> [TASK DESCRIPTION]
Below are the records. Retype exactly the lines between the lines holding "configured with all" and "interval.tick().await;", inclusive.
::: DATASET CONTENT :::
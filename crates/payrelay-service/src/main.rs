//! Payrelay Service - HTTP relay in front of the payment processor.
//!
//! This is the main entry point for the payrelay service.

use std::sync::Arc;
use std::time::Duration;

use tracing_subscriber::{layer::SubscriberExt, util::SubscriberInitExt};

use payrelay_service::{create_router, AppState, ServiceConfig};
use payrelay_store::{RocksStore, Store};

/// How often the processed-event ledger is pruned.
const LEDGER_PRUNE_INTERVAL: Duration = Duration::from_secs(60 * 60);

#[tokio::main]
async fn main() -> Result<(), Box<dyn std::error::Error>> {
    // Initialize tracing
    tracing_subscriber::registry()
        .with(
            tracing_subscriber::EnvFilter::try_from_default_env()
                .unwrap_or_else(|_| "info,payrelay=debug".into()),
        )
        .with(tracing_subscriber::fmt::layer())
        .init();

    tracing::info!("Starting Payrelay Service");

    // Load configuration from environment
    let config = ServiceConfig::from_env();

    tracing::info!(
        listen_addr = %config.listen_addr,
        data_dir = %config.data_dir,
        stripe_configured = %config.stripe_api_key.is_some(),
        webhook_secret_configured = %config.stripe_webhook_secret.is_some(),
        "Service configuration loaded"
    );

    // Initialize RocksDB store
    tracing::info!(path = %config.data_dir, "Opening RocksDB store");
    let store = Arc::new(RocksStore::open(&config.data_dir)?);

    // Periodically prune the processed-event ledger
    spawn_ledger_prune(Arc::clone(&store), config.event_retention_days);

    // Build app state
    let state = AppState::new(store, config.clone());

    // Create the router
    let app = create_router(state);
    tracing::info!("Router configured with all API endpoints");

    // Start HTTP server
    tracing::info!(listen_addr = %config.listen_addr, "Starting HTTP server");
    let listener = tokio::net::TcpListener::bind(&config.listen_addr).await?;
    axum::serve(listener, app).await?;

    Ok(())
}

/// Background task dropping ledger entries past the retention window.
fn spawn_ledger_prune(store: Arc<RocksStore>, retention_days: i64) {
    tokio::spawn(async move {
        let mut interval = tokio::time::interval(LEDGER_PRUNE_INTERVAL);
        loop {
            interval.tick().await;
            let cutoff = chrono::Utc::now() - chrono::Duration::days(retention_days);
            match store.prune_processed_events(cutoff) {
                Ok(0) => {}
                Ok(removed) => {
                    tracing::info!(removed = %removed, "Pruned processed-event ledger");
                }
                Err(e) => {
                    tracing::error!(error = %e, "Ledger prune failed");
                }
            }
        }
    });
}
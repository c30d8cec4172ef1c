//! Key encoding utilities for `RocksDB`.
//!
//! Record ids are assigned by the surrounding application as increasing
//! integers, so keys use the big-endian encoding: iteration order matches
//! id order, which the reconciliation lookups rely on.

use payrelay_core::{RecordId, UserId};

/// Create a record key from a record id.
#[must_use]
pub fn record_key(id: RecordId) -> [u8; 8] {
    id.to_be_bytes()
}

/// Create a customer key from a user id.
#[must_use]
pub fn customer_key(user_id: UserId) -> [u8; 8] {
    user_id.to_be_bytes()
}

/// Create a setup-intent index key.
#[must_use]
pub fn setup_intent_key(setup_intent_id: &str) -> Vec<u8> {
    setup_intent_id.as_bytes().to_vec()
}

/// Create a processed-event ledger key.
#[must_use]
pub fn processed_event_key(event_id: &str) -> Vec<u8> {
    event_id.as_bytes().to_vec()
}

/// Decode a user id from a setup-intent index value.
///
/// Returns `None` if the value is not exactly 8 bytes.
#[must_use]
pub fn decode_user_id(value: &[u8]) -> Option<UserId> {
    let bytes: [u8; 8] = value.try_into().ok()?;
    Some(UserId::from_be_bytes(bytes))
}

#[cfg(test)]
mod tests {
    use super::*;

    #[test]
    fn record_keys_sort_by_id() {
        assert!(record_key(RecordId::new(7)) < record_key(RecordId::new(8)));
        assert!(record_key(RecordId::new(8)) < record_key(RecordId::new(100)));
    }

    #[test]
    fn user_id_index_value_roundtrip() {
        let user_id = UserId::new(42);
        let value = customer_key(user_id);
        assert_eq!(decode_user_id(&value), Some(user_id));
    }

    #[test]
    fn decode_user_id_rejects_bad_lengths() {
        assert_eq!(decode_user_id(&[1, 2, 3]), None);
        assert_eq!(decode_user_id(&[]), None);
    }
}
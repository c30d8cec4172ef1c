//! API handlers.

pub mod customers;
pub mod health;
pub mod payments;
pub mod subscriptions;
pub mod webhooks;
:::
> [ANSWER TO THE PROBLEM]
    tracing::info!("Router configured with all API endpoints");

    // Start HTTP server
    tracing::info!(listen_addr = %config.listen_addr, "Starting HTTP server");
    let listener = tokio::net::TcpListener::bind(&config.listen_addr).await?;
    axum::serve(listener, app).await?;

    Ok(())
}

/// Background task dropping ledger entries past the retention window.
fn spawn_ledger_prune(store: Arc<RocksStore>, retention_days: i64) {
    tokio::spawn(async move {
        let mut interval = tokio::time::interval(LEDGER_PRUNE_INTERVAL);
        loop {
            interval.tick().await;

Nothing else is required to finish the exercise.